* Exercise description
From the records below, please return each line that holds the word "required".

──────────

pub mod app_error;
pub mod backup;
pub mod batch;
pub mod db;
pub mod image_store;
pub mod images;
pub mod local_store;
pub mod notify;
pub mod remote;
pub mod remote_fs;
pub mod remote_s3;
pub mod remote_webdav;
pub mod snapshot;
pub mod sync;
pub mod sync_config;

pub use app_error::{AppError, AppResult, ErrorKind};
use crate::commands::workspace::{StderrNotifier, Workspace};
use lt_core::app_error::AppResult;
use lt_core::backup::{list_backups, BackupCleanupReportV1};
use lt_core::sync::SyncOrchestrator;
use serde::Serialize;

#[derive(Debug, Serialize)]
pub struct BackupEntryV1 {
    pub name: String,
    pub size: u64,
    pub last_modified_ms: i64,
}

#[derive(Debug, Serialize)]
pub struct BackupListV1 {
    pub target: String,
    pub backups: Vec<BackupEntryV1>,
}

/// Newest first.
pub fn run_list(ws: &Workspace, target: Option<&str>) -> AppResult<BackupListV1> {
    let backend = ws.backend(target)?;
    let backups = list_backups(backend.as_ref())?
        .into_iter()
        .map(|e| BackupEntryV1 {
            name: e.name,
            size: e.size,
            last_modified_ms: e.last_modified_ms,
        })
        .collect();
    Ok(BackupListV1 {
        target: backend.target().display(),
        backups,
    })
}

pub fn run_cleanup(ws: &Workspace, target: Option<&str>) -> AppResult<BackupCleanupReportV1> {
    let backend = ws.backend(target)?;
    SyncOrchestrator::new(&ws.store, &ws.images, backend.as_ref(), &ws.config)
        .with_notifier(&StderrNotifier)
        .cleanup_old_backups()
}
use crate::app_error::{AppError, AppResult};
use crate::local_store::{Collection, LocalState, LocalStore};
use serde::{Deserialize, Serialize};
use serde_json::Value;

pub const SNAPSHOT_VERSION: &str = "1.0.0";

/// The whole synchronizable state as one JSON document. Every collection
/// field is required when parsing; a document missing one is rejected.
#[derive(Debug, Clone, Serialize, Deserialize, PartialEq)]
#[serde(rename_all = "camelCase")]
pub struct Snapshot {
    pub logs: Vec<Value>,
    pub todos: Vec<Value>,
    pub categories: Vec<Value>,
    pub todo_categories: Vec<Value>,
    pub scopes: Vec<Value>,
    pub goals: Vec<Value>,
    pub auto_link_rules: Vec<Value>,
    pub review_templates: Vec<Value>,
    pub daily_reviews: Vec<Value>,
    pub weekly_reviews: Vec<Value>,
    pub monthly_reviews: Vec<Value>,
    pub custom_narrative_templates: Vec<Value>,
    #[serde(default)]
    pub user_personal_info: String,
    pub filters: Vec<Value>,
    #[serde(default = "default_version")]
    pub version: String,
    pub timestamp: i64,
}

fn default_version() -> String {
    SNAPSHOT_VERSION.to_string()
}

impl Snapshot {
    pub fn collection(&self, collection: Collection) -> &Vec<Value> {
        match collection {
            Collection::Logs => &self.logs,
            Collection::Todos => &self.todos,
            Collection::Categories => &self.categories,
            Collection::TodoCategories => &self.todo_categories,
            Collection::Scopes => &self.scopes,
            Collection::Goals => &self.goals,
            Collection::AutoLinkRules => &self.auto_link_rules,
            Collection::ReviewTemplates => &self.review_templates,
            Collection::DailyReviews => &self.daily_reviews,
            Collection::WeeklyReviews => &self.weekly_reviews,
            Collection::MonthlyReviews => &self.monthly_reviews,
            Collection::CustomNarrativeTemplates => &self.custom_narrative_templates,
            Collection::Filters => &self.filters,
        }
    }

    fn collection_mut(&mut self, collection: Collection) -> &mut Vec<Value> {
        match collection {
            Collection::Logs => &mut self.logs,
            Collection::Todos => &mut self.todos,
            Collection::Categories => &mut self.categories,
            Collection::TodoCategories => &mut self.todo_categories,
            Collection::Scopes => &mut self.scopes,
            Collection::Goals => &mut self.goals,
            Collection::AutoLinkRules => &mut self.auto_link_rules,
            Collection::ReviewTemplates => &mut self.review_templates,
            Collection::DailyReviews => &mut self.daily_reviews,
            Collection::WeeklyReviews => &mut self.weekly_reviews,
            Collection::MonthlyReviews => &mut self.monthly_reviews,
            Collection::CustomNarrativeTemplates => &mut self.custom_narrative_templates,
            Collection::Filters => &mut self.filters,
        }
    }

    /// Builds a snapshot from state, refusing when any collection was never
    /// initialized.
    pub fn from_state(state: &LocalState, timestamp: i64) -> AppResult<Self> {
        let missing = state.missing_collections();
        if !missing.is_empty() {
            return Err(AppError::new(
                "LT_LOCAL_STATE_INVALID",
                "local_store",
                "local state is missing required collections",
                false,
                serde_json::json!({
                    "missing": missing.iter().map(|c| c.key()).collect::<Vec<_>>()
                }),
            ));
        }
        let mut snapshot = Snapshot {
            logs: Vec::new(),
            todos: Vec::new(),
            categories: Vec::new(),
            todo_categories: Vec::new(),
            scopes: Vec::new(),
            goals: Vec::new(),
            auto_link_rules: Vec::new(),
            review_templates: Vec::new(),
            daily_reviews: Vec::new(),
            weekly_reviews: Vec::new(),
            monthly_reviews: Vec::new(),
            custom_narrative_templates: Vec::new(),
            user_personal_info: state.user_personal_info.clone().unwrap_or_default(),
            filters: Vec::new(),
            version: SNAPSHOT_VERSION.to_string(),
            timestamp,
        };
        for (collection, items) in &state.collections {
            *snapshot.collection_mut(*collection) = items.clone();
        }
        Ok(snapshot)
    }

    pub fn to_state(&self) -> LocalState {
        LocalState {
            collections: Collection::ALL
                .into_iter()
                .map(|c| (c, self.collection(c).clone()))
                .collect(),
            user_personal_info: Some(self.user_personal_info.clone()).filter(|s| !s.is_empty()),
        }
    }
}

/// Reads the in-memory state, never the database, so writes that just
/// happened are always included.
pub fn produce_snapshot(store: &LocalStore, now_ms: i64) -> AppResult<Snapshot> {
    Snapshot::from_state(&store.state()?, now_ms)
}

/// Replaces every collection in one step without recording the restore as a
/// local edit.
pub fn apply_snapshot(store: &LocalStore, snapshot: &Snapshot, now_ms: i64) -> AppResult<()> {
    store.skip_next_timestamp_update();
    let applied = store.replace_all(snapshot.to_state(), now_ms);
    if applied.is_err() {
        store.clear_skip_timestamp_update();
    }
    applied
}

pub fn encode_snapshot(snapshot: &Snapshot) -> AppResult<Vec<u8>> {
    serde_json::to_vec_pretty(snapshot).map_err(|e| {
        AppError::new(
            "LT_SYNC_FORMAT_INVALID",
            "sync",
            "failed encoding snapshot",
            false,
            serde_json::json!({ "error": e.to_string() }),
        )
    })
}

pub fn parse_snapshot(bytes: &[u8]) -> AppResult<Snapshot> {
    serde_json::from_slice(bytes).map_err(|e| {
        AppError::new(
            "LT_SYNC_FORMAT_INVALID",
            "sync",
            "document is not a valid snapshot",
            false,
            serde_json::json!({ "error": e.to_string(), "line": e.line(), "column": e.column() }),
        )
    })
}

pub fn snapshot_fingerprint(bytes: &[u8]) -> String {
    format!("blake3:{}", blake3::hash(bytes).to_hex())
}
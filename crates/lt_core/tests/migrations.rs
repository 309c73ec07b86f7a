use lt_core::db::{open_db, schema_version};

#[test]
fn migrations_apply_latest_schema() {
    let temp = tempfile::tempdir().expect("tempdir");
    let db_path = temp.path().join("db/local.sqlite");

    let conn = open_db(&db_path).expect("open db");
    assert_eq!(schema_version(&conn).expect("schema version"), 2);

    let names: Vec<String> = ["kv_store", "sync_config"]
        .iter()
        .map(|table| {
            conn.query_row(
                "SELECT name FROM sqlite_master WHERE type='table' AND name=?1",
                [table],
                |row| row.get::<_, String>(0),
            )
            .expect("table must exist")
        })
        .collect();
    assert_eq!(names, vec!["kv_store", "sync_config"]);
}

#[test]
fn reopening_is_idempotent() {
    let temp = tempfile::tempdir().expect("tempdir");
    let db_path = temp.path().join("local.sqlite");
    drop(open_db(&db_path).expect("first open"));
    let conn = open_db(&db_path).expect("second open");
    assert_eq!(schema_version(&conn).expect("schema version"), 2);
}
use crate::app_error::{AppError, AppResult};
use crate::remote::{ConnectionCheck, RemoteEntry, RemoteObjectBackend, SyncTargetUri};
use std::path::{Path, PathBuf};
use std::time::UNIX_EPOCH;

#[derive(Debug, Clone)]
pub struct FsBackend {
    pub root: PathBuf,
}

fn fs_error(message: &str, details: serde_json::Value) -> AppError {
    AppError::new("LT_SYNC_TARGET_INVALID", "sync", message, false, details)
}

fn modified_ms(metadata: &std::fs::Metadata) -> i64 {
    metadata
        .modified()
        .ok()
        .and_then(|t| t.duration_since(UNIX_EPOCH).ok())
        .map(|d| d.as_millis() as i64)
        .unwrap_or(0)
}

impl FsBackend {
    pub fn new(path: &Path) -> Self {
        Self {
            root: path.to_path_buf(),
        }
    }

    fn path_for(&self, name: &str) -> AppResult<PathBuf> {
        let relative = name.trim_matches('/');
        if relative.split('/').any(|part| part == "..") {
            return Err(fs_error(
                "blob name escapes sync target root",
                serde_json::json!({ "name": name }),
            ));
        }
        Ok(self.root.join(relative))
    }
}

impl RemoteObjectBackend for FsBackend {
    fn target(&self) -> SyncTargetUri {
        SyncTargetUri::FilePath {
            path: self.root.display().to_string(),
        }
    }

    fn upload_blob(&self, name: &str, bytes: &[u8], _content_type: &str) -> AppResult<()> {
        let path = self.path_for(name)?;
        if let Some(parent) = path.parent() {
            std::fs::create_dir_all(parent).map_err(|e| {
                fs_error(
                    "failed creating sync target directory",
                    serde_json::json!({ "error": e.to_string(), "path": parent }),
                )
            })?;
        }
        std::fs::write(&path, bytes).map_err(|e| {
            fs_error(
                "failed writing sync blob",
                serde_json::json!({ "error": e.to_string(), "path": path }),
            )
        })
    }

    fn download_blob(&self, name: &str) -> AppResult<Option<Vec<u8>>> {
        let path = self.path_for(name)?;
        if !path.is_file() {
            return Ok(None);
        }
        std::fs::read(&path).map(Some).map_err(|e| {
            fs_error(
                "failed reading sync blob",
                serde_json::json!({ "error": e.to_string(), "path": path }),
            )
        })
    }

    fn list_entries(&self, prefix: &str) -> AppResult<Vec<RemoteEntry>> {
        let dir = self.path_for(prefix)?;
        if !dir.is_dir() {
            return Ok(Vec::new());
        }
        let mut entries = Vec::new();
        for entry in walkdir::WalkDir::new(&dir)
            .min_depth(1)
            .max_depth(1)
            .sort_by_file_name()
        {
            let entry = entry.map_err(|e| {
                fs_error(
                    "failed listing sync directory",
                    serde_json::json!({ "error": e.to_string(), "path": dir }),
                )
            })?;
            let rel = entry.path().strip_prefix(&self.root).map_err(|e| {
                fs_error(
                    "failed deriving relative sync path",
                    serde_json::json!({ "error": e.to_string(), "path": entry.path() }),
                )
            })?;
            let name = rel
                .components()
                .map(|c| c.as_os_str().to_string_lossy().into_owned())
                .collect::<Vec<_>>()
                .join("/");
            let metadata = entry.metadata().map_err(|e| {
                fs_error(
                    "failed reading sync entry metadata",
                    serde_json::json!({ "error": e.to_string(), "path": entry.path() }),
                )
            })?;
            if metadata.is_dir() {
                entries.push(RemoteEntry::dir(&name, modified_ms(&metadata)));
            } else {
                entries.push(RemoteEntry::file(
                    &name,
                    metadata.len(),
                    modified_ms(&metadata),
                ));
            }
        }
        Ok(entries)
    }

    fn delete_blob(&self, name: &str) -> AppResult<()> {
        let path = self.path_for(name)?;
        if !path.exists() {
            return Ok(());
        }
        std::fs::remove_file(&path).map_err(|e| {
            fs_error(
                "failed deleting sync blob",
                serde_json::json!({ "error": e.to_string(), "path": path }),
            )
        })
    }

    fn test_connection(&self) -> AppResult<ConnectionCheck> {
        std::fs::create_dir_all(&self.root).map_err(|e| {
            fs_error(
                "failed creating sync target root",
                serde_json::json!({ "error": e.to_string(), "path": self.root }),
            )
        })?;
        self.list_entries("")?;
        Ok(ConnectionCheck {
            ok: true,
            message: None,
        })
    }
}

──────────

* Answer box
/// field is required when parsing; a document missing one is rejected.
                "local state is missing required collections",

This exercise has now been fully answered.